Hackers have been found conducting highly targeted surveillance using a number of fake Android apps in Google's Play Store, security researchers have discovered. Researchers at security firm Lookout have discovered three malicious apps, two of which have incorporated the malicious ViperRat malware used by sophisticated threat actors to target the Israeli Defense Force (IDF). The third app incorporated two types of malware, namely Desert Scorpion and FrozenCell, to spy on targets in Palestine.
The ViperRAT-infected apps - VokaChat and Chattak - focused on social engineering, custom chat capabilities and reached out to targets via fake social media profiles of attractive young women. Both the apps garnered over 1000 downloads combined and came with fully implemented chat functionality that researchers noted was not present in earlier samples.
In 2017, ViperRAT was deployed to target and spy on the IDF with the attackers posing as young women to send a link to a target and prompting them to click on it and install the malicious app. The malware itself performed basic profiling of the infected device. In certain cases, the malware attempts to download a more sophisticated and comprehensive second stage component for "easier communication". This component gives the attacker significant control over the device.
ViperRAT is capable of exfiltrating a host of sensitive data including encrypted images taken using the device camera, audio recordings, stored images, contact information, device geolocation information, SMS content, call log and cell tower information, browser search history and bookmarks as well as device network and handset metadata.
"It's currently unclear whether this new variant is targeting its attacks to Saudi Arabia or the wider Middle East region," researchers said. "The actors behind this attack most likely moved to Google Play not because of their targets, but because it added credibility to their chat apps." For example, victims are no longer required to enable third-party installations which means the malware is now more sophisticated and difficult for users to suspect as malicious.
The third app running surveillanceware families Desert Scorpion and FrozenCell are believed to have been developed by a threat actor called APT-C-23 targeting victims in the Middle East, particularly those in Palestine.
Desert Scorpion and Frozen Cell are deployed via a long-running Facebook profile that promotes the malicious chat app Dardesh with links to Google Play.
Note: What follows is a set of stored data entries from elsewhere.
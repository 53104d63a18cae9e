//! Value types shared by every layer of the SDK: hex handling, addresses,
//! hashes, native currency amounts, and byte payloads.

mod address;
mod digest;
mod error;
mod hash;
/// Hex encoding and decoding, with and without the `0x` prefix.
pub mod hex;
mod hex_data;
/// Serde helpers for JSON-RPC hex quantities.
pub mod quantity;
mod wei;

pub use alloy_primitives::{I256, U256};

pub use self::{
    address::Address,
    digest::{keccak256, keccak256_concat, sha256},
    error::ValidationError,
    hash::Hash,
    hex_data::HexData,
    wei::Wei,
};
This profile has also posted Google Drive links to Android malware belonging to the Frozen Cell family. Frozen Cell and Desert Scorpion's C2 infrastructure reside in similar IP blocks, indicating that the same threat actor is likely behind the operation and development of both.
This malicious app uses a second-stage payload that can only be downloaded once the victim has installed and interacted with the first stage component. The second stage component comes with up to 22 surveillance functions including device tracking, stealth audio and call recording, retrieval of stored files, contact and account information, and exfiltration of device data to a C2 server among others.
Although these malicious apps are not the first to sneak into Google Play Store, their availability on Android's official app store give them dangerous credibility. Lookout researchers have notified Google of their findings and the apps have been removed.
"As we've seen with actors like Dark Caracal, this low cost, low sophistication approach that relies heavily upon social engineering has still been shown to be highly successful for those operating such campaigns," researchers said. "Even sophisticated actors are using lower cost, less technologically impressive means like phishing to spread their malware because it's cheap and very effective, especially on mobile devices where there are more ways to interact with a victim (messaging apps, social media apps, etc.), and less screen real estate for victims to identify potential indicators of a threat."